Secondly, we stress that even the easiest condition likely involves some degree of analytic processing. This is because participants must scan between a pair of words in deciding whether they are the same or different. And, as spelling regularities exist at both a coarse, whole word scale and at finer sub-lexical scales [5], a strategy that capitalises on expertise for orthographic regularity may also involve some analytic processing.

Regarding the performance of dyslexic and normal readers, four aspects of the results are notable. First, the performance of both groups is consistent with the use of holistic processing, showing clear evidence of both superiority and inversion effects, i.e., participants from both groups are faster to detect a difference between the stimulus pairs when these are real words rather than jumbled words and when they are upright than inverted. Secondly, and central to this study, we find that college students with dyslexia are less hindered than their peers by changes in orientation and orthography that make the task more difficult. Specifically, the proportionate change in response time that accompanies both word inversion and word jumbling is significantly greater for normal readers than their dyslexic peers. This result is consistent with the idea that ‘compensated dyslexics’–adults who have successfully learned how to read–may read in a manner that still relies more on analytic and less on holistic processes. As such they may be less affected by the experimental conditions that force a shift from holistic to analytic processing. The third and fourth observations from our data are related, namely that the dyslexic college students are significantly slower than their peers in all conditions but show comparable sensitivity in the task. This is consistent with a recent study comparing the cognitive profile of dyslexic college students with their peers [36]; here differences in various performance measures, apart from spelling, reflect response time rather than accuracy differences.

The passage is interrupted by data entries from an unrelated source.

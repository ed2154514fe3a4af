use provisioning_prelude::MessageTemplate;
use std::collections::BTreeMap;
use std::ffi::OsString;
use std::path::{Path, PathBuf};
use std::sync::Arc;
use tokio::sync::Mutex;

#[derive(Clone, Debug, serde::Deserialize)]
pub struct Config {
    #[serde(default = "Config::default_path")]
    pub path: PathBuf,
}

impl Default for Config {
    fn default() -> Self {
        Self {
            path: Self::default_path(),
        }
    }
}

impl Config {
    fn default_path() -> PathBuf {
        PathBuf::from("templates.json")
    }
}

impl From<Config> for LocalStore {
    fn from(value: Config) -> Self {
        Self::new(value.path)
    }
}

#[derive(Debug, thiserror::Error)]
pub enum Error {
    #[error("Unable to read templates file: {0:?}")]
    ReadFailed(std::io::Error),
    #[error("Unable to deserialize templates file: {0:?}")]
    FormatInvalid(serde_json::Error),
    #[error("Unable to serialize templates: {0:?}")]
    SerializeFailed(serde_json::Error),
    #[error("Unable to write templates file: {0:?}")]
    WriteFailed(std::io::Error),
}

/// Keeps the whole collection in a single json file.
///
/// Every change rewrites a sibling temporary file and renames it over the
/// original, under a lock so that concurrent writers don't lose updates.
#[derive(Clone, Debug)]
pub struct LocalStore {
    path: Arc<PathBuf>,
    lock: Arc<Mutex<()>>,
}

impl LocalStore {
    pub fn new(path: PathBuf) -> Self {
        Self {
            path: Arc::new(path),
            lock: Arc::default(),
        }
    }

    fn temporary_path(&self) -> PathBuf {
        let mut name = OsString::from(self.path.as_os_str());
        name.push(".tmp");
        PathBuf::from(name)
    }

    async fn read(&self) -> Result<BTreeMap<String, MessageTemplate>, Error> {
        let content = match tokio::fs::read(self.path.as_path()).await {
            Ok(content) => content,
            Err(err) if err.kind() == std::io::ErrorKind::NotFound => {
                tracing::debug!("templates file {:?} not found, starting empty", self.path);
                return Ok(BTreeMap::new());
            }
            Err(err) => {
                metrics::counter!("template_store_error", "backend" => "local", "reason" => "read_failed")
                    .increment(1);
                tracing::error!("unable to read templates file: {:?}", err);
                return Err(Error::ReadFailed(err));
            }
        };
        let list: Vec<MessageTemplate> = serde_json::from_slice(&content).map_err(|err| {
            metrics::counter!("template_store_error", "backend" => "local", "reason" => "format_invalid")
                .increment(1);
            tracing::error!("unable to deserialize templates file: {:?}", err);
            Error::FormatInvalid(err)
        })?;
        Ok(list
            .into_iter()
            .map(|item| (item.name.clone(), item))
            .collect())
    }

    async fn write(&self, templates: &BTreeMap<String, MessageTemplate>) -> Result<(), Error> {
        let list = templates.values().collect::<Vec<_>>();
        let content = serde_json::to_vec_pretty(&list).map_err(|err| {
            tracing::error!("unable to serialize templates: {:?}", err);
            Error::SerializeFailed(err)
        })?;
        if let Some(parent) = self.path.parent().filter(|p| !p.as_os_str().is_empty()) {
            tokio::fs::create_dir_all(parent)
                .await
                .map_err(|err| self.write_failed(err))?;
        }
        let temporary = self.temporary_path();
        tokio::fs::write(&temporary, content)
            .await
            .map_err(|err| self.write_failed(err))?;
        tokio::fs::rename(&temporary, self.path.as_path())
            .await
            .map_err(|err| self.write_failed(err))
    }

    fn write_failed(&self, err: std::io::Error) -> Error {
        metrics::counter!("template_store_error", "backend" => "local", "reason" => "write_failed")
            .increment(1);
        tracing::error!("unable to write templates file {:?}: {:?}", self.path, err);
        Error::WriteFailed(err)
    }

    pub fn path(&self) -> &Path {
        self.path.as_path()
    }

    pub(super) async fn save(&self, template: MessageTemplate) -> Result<(), Error> {
        let _guard = self.lock.lock().await;
        let mut templates = self.read().await?;
        templates.insert(template.name.clone(), template);
        self.write(&templates).await
    }

    pub(super) async fn get(&self, name: &str) -> Result<Option<MessageTemplate>, Error> {
        let _guard = self.lock.lock().await;
        let mut templates = self.read().await?;
        Ok(templates.remove(name))
    }

    pub(super) async fn list(&self) -> Result<Vec<MessageTemplate>, Error> {
        let _guard = self.lock.lock().await;
        let templates = self.read().await?;
        Ok(templates.into_values().collect())
    }

    pub(super) async fn delete(&self, name: &str) -> Result<bool, Error> {
        let _guard = self.lock.lock().await;
        let mut templates = self.read().await?;
        if templates.remove(name).is_none() {
            return Ok(false);
        }
        self.write(&templates).await?;
        Ok(true)
    }
}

In Experiment 2 we modified the task to address two limitations of the first study. First, there is the issue of word length. While the 6- and 7-letter words we used might not be classified as particularly ‘long words’ by some accounts [37], using shorter words may increase the use of holistic processing in the easier conditions. A second limitation of Experiment 1 relates to the use of a non-blocked design, i.e., all four conditions were intermixed so that participants, insofar as they used different strategies in the different conditions, could not predict in advance the optimal strategy from trial to trial. Therefore, Experiment 2 utilized shorter words of 4 or 5 letters and a blocked design with the expectation of revealing more marked differences between the groups.

Experiment 2

Methods

The methods were identical to those of Experiment 1 except where noted below.

Participants

The experimental group comprised 16 students (12 females) with a mean age of 21.0 years (SD = 3.18 years) and age range of 18 to 31 years who were registered with UCD Disability Support Services as dyslexic. Of the 16 participants recruited, 3 reported other diagnoses, 2 for ADHD and 1 for Autism Spectrum Disorder. The control group comprised 16 students (6 females) with a mean age of 22.69 years (SD = 1.45 years) and age range of 20 to 25 years, also from UCD. The groups did not differ significantly in age, t = 1.93, df = 20.95, p = 0.07. The study was approved by the Human Research Ethics Committee (HREC) at UCD (http://www.ucd.ie/researchethics); in accordance with the Declaration of Helsinki all participants gave written, informed consent and were advised of their right to withdraw from the study at any time without prejudice.

Stimuli

The word stimuli were generated from 15 high-frequency 4-letter and 5-letter words taken from the SUBTLEX database which reports the frequencies of words taken from the subtitles of American movies and television series (31). Four and five letter words from the corpus were initially filtered to include only those having a frequency higher than 10 per million. They were further filtered to exclude articles, prepositions, adjectives, adverbs, proper nouns, conjunctions, acronyms, foreign language words, informal or slang words, plurals, verbs in past or future tense and onomatopoeic words. A random number generator was then used to pick 30 words which are shown in Table 2 alongside their frequency per million words where they all qualify as ‘high-frequency’ using the criterion of a frequency higher than 10 per million.

Procedure

The procedure was identical to that in Experiment 1 except that stimuli from the 4 conditions (upright-real, upright-jumbled, inverted-real, inverted-jumbled) were presented in separate blocks with the order of the blocks presented in pseudo-random order across participants.

Results

Response time

Response time (RT) analyses were carried out for correct trials; 91.30% and 94.14% of trials for the experimental and control groups respectively. A small number of outliers (< 0.17% of all trials) greater than 16000ms or less than 600ms were removed.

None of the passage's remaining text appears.